Yes, my title sounds like I'm insane, but bear with me.
I'm trying to log everything a Minecraft Forge mod sends via its SimpleNetworkWrapper
instance. To do this, I'm wrapping the instance in a dummy class and inserting the dummy instance into the mod via reflection.
Dummy class:
package net.benjaminurquhart.decimated;
import cpw.mods.fml.common.network.simpleimpl.IMessage;
import cpw.mods.fml.common.network.simpleimpl.SimpleNetworkWrapper;
import net.minecraft.entity.player.EntityPlayerMP;
import net.minecraft.network.Packet;
public class FakeNetworkWrapper extends SimpleNetworkWrapper {
private SimpleNetworkWrapper real;
public FakeNetworkWrapper() {
super("ctx");
}
protected void setChannel(SimpleNetworkWrapper channel) {
this.real = channel;
}
@Override
public Packet getPacketFrom(IMessage message) {
return real.getPacketFrom(message);
}
@Override
public void sendToAll(IMessage message) {
real.sendToAll(message);
}
@Override
public void sendTo(IMessage message, EntityPlayerMP player) {
real.sendTo(message, player);
}
@Override
public void sendToServer(IMessage message) {
// Intercept messages here, do logging stuff
real.sendToServer(message);
}
}
The problem is, the superclass constructor creates a new packet channel with the given name (in this case, ctx
). This breaks the real channel, since I'm creating a new channel with the same name. I can't omit the super call since there's no default constructor, and I prefer not to make a new unused channel with a different name.
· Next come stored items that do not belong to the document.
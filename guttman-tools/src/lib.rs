/*
 * Copyright (c) Microsoft Corporation.
 * Licensed under the MIT license.
 */
#![cfg_attr(
    not(test),
    warn(clippy::panic, clippy::unwrap_used, clippy::expect_used)
)]
pub mod utils;
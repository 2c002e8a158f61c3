/*
 * Copyright (c) Microsoft Corporation.
 * Licensed under the MIT license.
 */

use guttman_vector::similarity::Metric;

use crate::sort::ColumnSort;

/// Items whose averaged similarity falls strictly below this value are flagged.
pub const DEFAULT_IRREGULARITY_THRESHOLD: f64 = 0.5;

/// Columns are ordered by descending item total with ties broken by original position.
pub const COLUMN_SORT: ColumnSort = ColumnSort::Stable;

/// Neighboring items are compared with cosine similarity.
pub const NEIGHBOR_METRIC: Metric = Metric::Cosine;
/*
 * Copyright (c) Microsoft Corporation.
 * Licensed under the MIT license.
 */

use criterion::{BenchmarkId, Criterion};
use guttman::{analyze, AnalysisConfig, Builder, ColumnSort};

use super::{random_chart, SIZES};

pub(crate) fn benchmark_analyze(c: &mut Criterion) {
    let mut group = c.benchmark_group("analyze");

    for (nstudents, nitems) in SIZES {
        let chart = random_chart(nstudents, nitems, 0xc0ff33);
        let label = format!("{}x{}", nstudents, nitems);

        let config = AnalysisConfig::default();
        group.bench_with_input(BenchmarkId::new("stable", &label), &chart, |b, chart| {
            b.iter(|| analyze(chart, &config))
        });

        let legacy = Builder::new_with(|b| {
            b.column_sort(ColumnSort::Legacy);
        })
        .build()
        .unwrap();
        group.bench_with_input(BenchmarkId::new("legacy", &label), &chart, |b, chart| {
            b.iter(|| analyze(chart, &legacy))
        });
    }

    group.finish();
}
/*
 * Copyright (c) Microsoft Corporation.
 * Licensed under the MIT license.
 */
//! Detection of irregular items in Guttman charts.
//!
//! A Guttman chart is a student-by-item score matrix sorted so that strong students and
//! easy items cluster in the top-left corner. Items whose response pattern disagrees with
//! their neighbors and with overall student ability are reported as irregular.
//!
//! ```
//! use guttman::{detect_irregular_items, ScoreMatrix};
//!
//! let matrix = ScoreMatrix::try_from_rows(vec![
//!     vec![0, 1, 1, 1],
//!     vec![1, 1, 1, 0],
//!     vec![1, 1, 1, 0],
//!     vec![1, 1, 0, 0],
//!     vec![1, 2, 0, 0],
//! ])?;
//!
//! let irregular = detect_irregular_items(&matrix)?;
//! assert!(irregular.iter().all(|i| i < 4));
//! # Ok::<(), Box<dyn std::error::Error>>(())
//! ```
#![cfg_attr(
    not(test),
    warn(clippy::panic, clippy::unwrap_used, clippy::expect_used)
)]

pub mod config;
pub mod detect;
pub mod error;
pub mod pipeline;
pub mod similarity;
pub mod sort;

// Top level exports.
pub use config::{AnalysisConfig, Builder, ConfigError};
pub use detect::{
    flag_irregular_items, AnomalyIndexSet, IrregularityDetector, ItemDetector, StudentDetector,
};
pub use error::{AnalysisError, AnalysisResult};
pub use pipeline::{analyze, detect_irregular_items, Analysis, Totals};
pub use sort::{ColumnOrder, ColumnSort};

pub use guttman_utils::{Matrix, ScoreMatrix, ShapeError, StatsError};
pub use guttman_vector::similarity::Metric;
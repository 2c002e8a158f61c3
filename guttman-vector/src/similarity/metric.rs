/*
 * Copyright (c) Microsoft Corporation.
 * Licensed under the MIT license.
 */
#![warn(missing_debug_implementations, missing_docs)]
use std::str::FromStr;

use serde::{Deserialize, Serialize};

/// Similarity metric used to compare neighboring items.
#[derive(Debug, PartialEq, Eq, Clone, Copy, Default, Serialize, Deserialize)]
#[serde(rename_all = "lowercase")]
pub enum Metric {
    /// Cosine similarity
    #[default]
    Cosine,
    /// Pearson correlation coefficient
    #[serde(alias = "correlation")]
    Pearson,
}

impl Metric {
    /// Returns the string representation of the metric.
    pub const fn as_str(self) -> &'static str {
        match self {
            Metric::Cosine => "cosine",
            Metric::Pearson => "pearson",
        }
    }
}

impl std::fmt::Display for Metric {
    fn fmt(&self, f: &mut std::fmt::Formatter<'_>) -> std::fmt::Result {
        f.write_str(self.as_str())
    }
}

/// Error returned when parsing an unknown metric name.
#[derive(Debug)]
pub enum ParseMetricError {
    /// The string does not name a metric.
    InvalidFormat(String),
}

impl std::fmt::Display for ParseMetricError {
    fn fmt(&self, f: &mut std::fmt::Formatter<'_>) -> std::fmt::Result {
        match self {
            Self::InvalidFormat(str) => write!(f, "Invalid format for Metric: {}", str),
        }
    }
}

impl std::error::Error for ParseMetricError {}

impl FromStr for Metric {
    type Err = ParseMetricError;

    fn from_str(s: &str) -> Result<Self, Self::Err> {
        match s.to_lowercase().as_str() {
            x if x == Metric::Cosine.as_str() => Ok(Metric::Cosine),
            x if x == Metric::Pearson.as_str() => Ok(Metric::Pearson),
            "correlation" => Ok(Metric::Pearson),
            _ => Err(ParseMetricError::InvalidFormat(String::from(s))),
        }
    }
}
Currently, I'm getting around the constructor by using Unsafe
:
Field unsafeField = Unsafe.class.getDeclaredField("theUnsafe");
unsafeField.setAccessible(true);
unsafe = (Unsafe) unsafeField.get(null);
FakeNetworkWrapper wrapper = (FakeNetworkWrapper) unsafe.allocateInstance(FakeNetworkWrapper.class);
wrapper.setChannel(mod.getPacketChannel());
Obviously, I'd like to not use internal classes.
A quick google search shows that I can use serialization or ReflectionFactory
instead of Unsafe
. ReflectionFactory
is also an internal class and serialization seems overkill. I'd also like to not include dependencies not provided by Forge (like this answer suggests).
Is there a way to somehow bypass a call to the superclass constructor without using internal methods or serialization? Again, I understand this is something I shouldn't be doing, but I don't see another way.